Best point-and-shoot camera for motorbike racing

Started 4 months ago | Questions thread
Jestertheclown Veteran Member • Posts: 3,517
Re: Best point-and-shoot camera for motorbike racing

bobn2 wrote:

none of the three cameras I have with an EVF is any good at all, for those, a DSLR is a much better option. That's a personal thing, when I've said this before others have said that they find an EVF fine.

And I'm one of those people!

I was at Santa Pod Raceway last Sunday, fairly close to the start line but the fuel cars were still passing me at more than a hundred miles an hour.

Admittedly, my panning was a bit hit and miss; I don't do it very often but my success rate was pretty high.

I was using a Z7 with, obviously, an EVF but had none of he problems that get mentioned, blackouts, smearing, lag etc. that certain posters keep on about on here.

In fact the biggest problem that I had was being able to manoeuvre the 100-400 lens on the front of it.

I'd suggest something like a Nikon D7500, or Canon 80d or 90D, even an secondhand 7D. Couple that with a good 'consumer grade' 70-300 zoom, and you should be able to grab some pretty good shots.

I think you're right re. the D7500. I've no experience of Canons.

I've had quite a lot of success with my D7200 at air shows; not quite the same thing, I know but you're still picking up and chasing your subject, however, using a 'consumer grade' 70-300 was what limited that success.

I used to use an AF-P 70-300 DX and while it generally produced excellent results, I found that it was slow to find focus at, well, air shows.

I'd imagine you'd find the same limitations at the IOM.

But, whatever you get, you'll need to practice.


Spend some time before just practising photographing the traffic on a reasonably fast road.

Best place I found to practice was the approach or exit roads from a busy roundabout. Depending where you stand, you'll get traffic accelerating or braking.

Motorbikes, braking and turning in make great subjects on which to practice. They're usually moving quickly and they're nimble enough to make your work for your shots.

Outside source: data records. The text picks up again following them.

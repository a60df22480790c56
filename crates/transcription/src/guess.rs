//! Initial guesses for the decision vector.

use descent_core::NodeBuffer;
use descent_dynamics::{CONTROL_DIM, ControlComponent, STATE_DIM, StateComponent};

use crate::constraints::control_bounds;
use crate::problem::{TranscriptionError, TrajectoryProblem};

/// State and control trajectories used to start the solver.
#[derive(Debug, Clone, PartialEq)]
pub struct InitialGuess {
    pub states: NodeBuffer,
    pub controls: NodeBuffer,
}

impl InitialGuess {
    /// Check the guess fits a problem with `intervals` intervals.
    pub fn validate(&self, intervals: usize) -> Result<(), TranscriptionError> {
        let expected_states = (intervals + 1, STATE_DIM);
        if self.states.shape() != expected_states {
            return Err(TranscriptionError::GuessShape {
                what: "states",
                expected: expected_states,
                actual: self.states.shape(),
            });
        }
        let expected_controls = (intervals, CONTROL_DIM);
        if self.controls.shape() != expected_controls {
            return Err(TranscriptionError::GuessShape {
                what: "controls",
                expected: expected_controls,
                actual: self.controls.shape(),
            });
        }
        if !self.states.is_finite() || !self.controls.is_finite() {
            return Err(TranscriptionError::GuessNotFinite);
        }
        Ok(())
    }

    /// Flatten into the decision-vector order: states then controls.
    pub fn to_decision_vector(&self) -> Vec<f64> {
        let mut x = Vec::with_capacity(self.states.as_slice().len() + self.controls.as_slice().len());
        x.extend_from_slice(self.states.as_slice());
        x.extend_from_slice(self.controls.as_slice());
        x
    }
}

/// Straight-line states from the initial state to the target with hover thrust.
///
/// Attitude and rate interpolate to zero. Mass interpolates toward the mass left after hovering
/// for the whole horizon, never below the dry mass.
pub fn default_guess(problem: &TrajectoryProblem) -> InitialGuess {
    let n = problem.intervals;
    let params = &problem.params;
    let s0 = problem.initial_state.to_array();
    let target = &problem.terminal.target;

    let horizon = n as f64 * problem.dt;
    let hover_burn = s0[StateComponent::Mass.index()] * params.gravity_m_s2 * horizon
        / params.exhaust_velocity();
    let final_mass = (s0[StateComponent::Mass.index()] - hover_burn).max(params.dry_mass_kg);
    let end = [
        target.x_m,
        target.y_m,
        target.vx_m_s,
        target.vy_m_s,
        0.0,
        0.0,
        final_mass,
    ];

    let mut states = NodeBuffer::zeros(n + 1, STATE_DIM);
    for k in 0..=n {
        let t = k as f64 / n.max(1) as f64;
        for i in 0..STATE_DIM {
            states.set(k, i, s0[i] + t * (end[i] - s0[i]));
        }
    }

    let (t_min, t_max) = control_bounds(problem)[ControlComponent::Thrust.index()];
    let mut controls = NodeBuffer::zeros(n, CONTROL_DIM);
    for k in 0..n {
        let mass = states.get(k, StateComponent::Mass.index());
        let thrust = params.hover_thrust(mass).clamp(t_min, t_max);
        controls.set(k, ControlComponent::Thrust.index(), thrust);
    }

    InitialGuess { states, controls }
}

Learn how to pick up focus, track and pan, and how to judge when to fire off the shutter. You don't in fact need a huge burst rate if you get the knack of knowing when to press the shutter. If you have 6FPS, you'll pick up maybe four versions of each event, with 10 FPS it will be five, with 14 maybe six, so not an enormous difference.

'Spray and pray.'

I suppose that method will work, but also try to get one shot at a time. You'll be surprised just how much time you have to compose and get each shot. And it saves you trawling through hundreds of shots that you're going to throw away.

Good luck.

I envy you a trip to the Island!

"It's good to be . . . . . . . . . Me!"